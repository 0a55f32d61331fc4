//! Exhaustive minimax for the computer player.
//!
//! Scores are from the computer's point of view and carry no depth discount:
//! a win in one move and a win in five both score [`WIN_SCORE`]. There is no
//! pruning, the 3x3 tree is small enough to walk completely.

use crate::log_debug;
use super::board::{BOARD_SIZE, Board};
use super::types::{Player, Position};

pub const WIN_SCORE: i32 = 1;
pub const LOSS_SCORE: i32 = -1;
pub const DRAW_SCORE: i32 = 0;

#[derive(Debug, Clone, Copy, PartialEq, Eq)]
pub struct SearchOutcome {
    pub position: Position,
    pub score: i32,
    pub nodes_visited: u64,
}

/// Score of a finished position, checked as computer win, human win, then draw.
pub fn terminal_score(board: &Board) -> Option<i32> {
    if board.has_won(Player::Computer) {
        Some(WIN_SCORE)
    } else if board.has_won(Player::Human) {
        Some(LOSS_SCORE)
    } else if board.is_full() {
        Some(DRAW_SCORE)
    } else {
        None
    }
}

/// Minimax value of `board` with `side_to_move` about to play. The computer
/// maximizes, the human minimizes. The board is unchanged on return.
pub fn evaluate(board: &mut Board, side_to_move: Player) -> i32 {
    let mut nodes_visited = 0;
    minimax(board, side_to_move, &mut nodes_visited)
}

/// Picks the computer's move without applying it. Ties keep the earliest
/// cell in row-major order. `None` when the board has no empty cell.
pub fn search(board: &mut Board) -> Option<SearchOutcome> {
    let mut nodes_visited = 0;
    let mut best: Option<(Position, i32)> = None;

    for pos in candidate_moves(board) {
        let score = {
            let mut speculative = board.speculate(pos, Player::Computer);
            minimax(&mut speculative, Player::Human, &mut nodes_visited)
        };

        if best.is_none_or(|(_, best_score)| score > best_score) {
            best = Some((pos, score));
        }
    }

    best.map(|(position, score)| SearchOutcome {
        position,
        score,
        nodes_visited,
    })
}

pub fn find_best_move(board: &mut Board) -> Option<Position> {
    search(board).map(|outcome| outcome.position)
}

/// Searches and marks the chosen cell for the computer.
pub fn play_best_move(board: &mut Board) -> Option<Position> {
    let Some(outcome) = search(board) else {
        log_debug!("No empty cell left, computer move skipped");
        return None;
    };

    log_debug!(
        "Computer plays ({}, {}) with score {} after {} positions",
        outcome.position.row,
        outcome.position.col,
        outcome.score,
        outcome.nodes_visited
    );

    board
        .place(outcome.position.row, outcome.position.col, Player::Computer)
        .ok()
        .map(|_| outcome.position)
}

/// Returns `false` and leaves the board alone when it is already full.
pub fn select_and_apply_best_move(board: &mut Board) -> bool {
    play_best_move(board).is_some()
}

fn minimax(board: &mut Board, side_to_move: Player, nodes_visited: &mut u64) -> i32 {
    *nodes_visited += 1;

    if let Some(score) = terminal_score(board) {
        return score;
    }

    let mut best: Option<i32> = None;
    for pos in candidate_moves(board) {
        let score = {
            let mut speculative = board.speculate(pos, side_to_move);
            minimax(&mut speculative, side_to_move.opponent(), nodes_visited)
        };

        best = Some(match (best, side_to_move) {
            (None, _) => score,
            (Some(current), Player::Computer) => current.max(score),
            (Some(current), Player::Human) => current.min(score),
        });
    }

    best.unwrap_or(DRAW_SCORE)
}

/// Snapshot of the empty cells, row-major. Each branch restores the board
/// before the next one starts, so the snapshot stays accurate.
fn candidate_moves(board: &Board) -> impl Iterator<Item = Position> + use<> {
    let mut moves = [Position::new(0, 0); BOARD_SIZE * BOARD_SIZE];
    let mut count = 0;
    for pos in board.empty_cells() {
        moves[count] = pos;
        count += 1;
    }
    moves.into_iter().take(count)
}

[EXERCISE BRIEF] All entries should be restated word for word.

[OUTPUT FOR THIS EXERCISE]
repository 0a55f32d61331fc4
//! Exhaustive minimax for the computer player.
//!
//! Scores are from the computer's point of view and carry no depth discount:
//! a win in one move and a win in five both score [`WIN_SCORE`]. There is no
//! pruning, the 3x3 tree is small enough to walk completely.

use crate::log_debug;
use super::board::{BOARD_SIZE, Board};
use super::types::{Player, Position};

pub const WIN_SCORE: i32 = 1;
pub const LOSS_SCORE: i32 = -1;
pub const DRAW_SCORE: i32 = 0;

#[derive(Debug, Clone, Copy, PartialEq, Eq)]
pub struct SearchOutcome {
    pub position: Position,
    pub score: i32,
    pub nodes_visited: u64,
}

/// Score of a finished position, checked as computer win, human win, then draw.
pub fn terminal_score(board: &Board) -> Option<i32> {
    if board.has_won(Player::Computer) {
        Some(WIN_SCORE)
    } else if board.has_won(Player::Human) {
        Some(LOSS_SCORE)
    } else if board.is_full() {
        Some(DRAW_SCORE)
    } else {
        None
    }
}

/// Minimax value of `board` with `side_to_move` about to play. The computer
/// maximizes, the human minimizes. The board is unchanged on return.
pub fn evaluate(board: &mut Board, side_to_move: Player) -> i32 {
    let mut nodes_visited = 0;
    minimax(board, side_to_move, &mut nodes_visited)
}

/// Picks the computer's move without applying it. Ties keep the earliest
/// cell in row-major order. `None` when the board has no empty cell.
pub fn search(board: &mut Board) -> Option<SearchOutcome> {
    let mut nodes_visited = 0;
    let mut best: Option<(Position, i32)> = None;

    for pos in candidate_moves(board) {
        let score = {
            let mut speculative = board.speculate(pos, Player::Computer);
            minimax(&mut speculative, Player::Human, &mut nodes_visited)
        };

        if best.is_none_or(|(_, best_score)| score > best_score) {
            best = Some((pos, score));
        }
    }

    best.map(|(position, score)| SearchOutcome {
        position,
        score,
        nodes_visited,
    })
}

pub fn find_best_move(board: &mut Board) -> Option<Position> {
    search(board).map(|outcome| outcome.position)
}

/// Searches and marks the chosen cell for the computer.
pub fn play_best_move(board: &mut Board) -> Option<Position> {
    let Some(outcome) = search(board) else {
        log_debug!("No empty cell left, computer move skipped");
        return None;
    };

    log_debug!(
        "Computer plays ({}, {}) with score {} after {} positions",
        outcome.position.row,
        outcome.position.col,
        outcome.score,
        outcome.nodes_visited
    );

    board
        .place(outcome.position.row, outcome.position.col, Player::Computer)
        .ok()
        .map(|_| outcome.position)
}

/// Returns `false` and leaves the board alone when it is already full.
pub fn select_and_apply_best_move(board: &mut Board) -> bool {
    play_best_move(board).is_some()
}

fn minimax(board: &mut Board, side_to_move: Player, nodes_visited: &mut u64) -> i32 {
    *nodes_visited += 1;

    if let Some(score) = terminal_score(board) {
        return score;
    }

    let mut best: Option<i32> = None;
    for pos in candidate_moves(board) {
        let score = {
            let mut speculative = board.speculate(pos, side_to_move);
            minimax(&mut speculative, side_to_move.opponent(), nodes_visited)
        };

        best = Some(match (best, side_to_move) {
            (None, _) => score,
            (Some(current), Player::Computer) => current.max(score),
            (Some(current), Player::Human) => current.min(score),
        });
    }

    best.unwrap_or(DRAW_SCORE)
}

/// Snapshot of the empty cells, row-major. Each branch restores the board
/// before the next one starts, so the snapshot stays accurate.
fn candidate_moves(board: &Board) -> impl Iterator<Item = Position> + use<> {
    let mut moves = [Position::new(0, 0); BOARD_SIZE * BOARD_SIZE];
    let mut count = 0;
    for pos in board.empty_cells() {
        moves[count] = pos;
        count += 1;
    }
    moves.into_iter().take(count)
}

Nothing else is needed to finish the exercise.